I don't think this is about 'stance' or 'policy' as you suggest. Simply, MS from the get go - before release od X1 - had a vision of unified Windows platform with Xbox as a gaming brand, where we'd access the games via PC, Xbox Scorpio, X1(S) maybe even Surface tablets and phones; and the experience - resolution, framerate, level of detail, etc. - would be scaled up/down depending on your hardware. That could also explain why X1's development environment was such a mess - compared to that of Sony's, allegedly "a hardware company"! - at the beginning, simply because they were aiming for a much higher goal and there probably were delays with DX12, Windows10, etc. Because of that plan the devs were required to use higher-level APIs to make their games, e.g. if game wants to draw a line it'll say to the operating system "draw me a straight line from coordinates X1/Y1 to X2/Y2 in color RGB".
Sony, I think, came up with the idea of incremental updates later in the process and many games already were using their more low-level API (called GNM, I think?) to get more from the hardware, so in PS4 case the game instead of saying "draw me a line" would actually order the GPU to light up' individual pixels in the graphics memory buffer.

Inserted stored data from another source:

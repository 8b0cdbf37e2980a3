// Copyright 2024-2026 Farlight Networks, LLC
//
// Licensed under the Apache License, Version 2.0 (the "License");
// you may not use this file except in compliance with the License.
// You may obtain a copy of the License at
//
//     http://www.apache.org/licenses/LICENSE-2.0
//
// Unless required by applicable law or agreed to in writing, software
// distributed under the License is distributed on an "AS IS" BASIS,
// WITHOUT WARRANTIES OR CONDITIONS OF ANY KIND, either express or implied.
// See the License for the specific language governing permissions and
// limitations under the License.

//! Transport error types.

use thiserror::Error;
use tunnel_splice_wire::WireError;

/// Errors that can occur on a framed byte-stream transport.
#[derive(Debug, Error)]
pub enum TransportError {
    /// The stream was closed by the peer.
    #[error("stream closed")]
    Closed,

    /// The stream closed mid-frame.
    #[error("stream closed with {0} buffered bytes of a partial frame")]
    PartialFrame(usize),

    /// I/O error on the underlying byte stream.
    #[error("I/O error: {0}")]
    Io(#[from] std::io::Error),

    /// Framing or codec error.
    #[error("wire error: {0}")]
    Wire(#[from] WireError),
}

impl From<tunnel_splice_wire::CodecError> for TransportError {
    fn from(e: tunnel_splice_wire::CodecError) -> Self {
        Self::Wire(WireError::from(e))
    }
}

That (very, very simplified example!
) could make the PS4 games run faster (because there's no middle man interpreting the orders), but also made the software very much dependant on the underlying hardware. Xbox's "interpretation" layer allows to more easily swap the GPU or increase its clock and see the benefits right away - the software patch would only have to be done once, on the system / interpreter level. Whereas for PS4 it would probably break things, unless specifically patched for each game.
So, as I say it's not a matter of stance or policy - simply in this case I think MS was smarter and more forward-looking.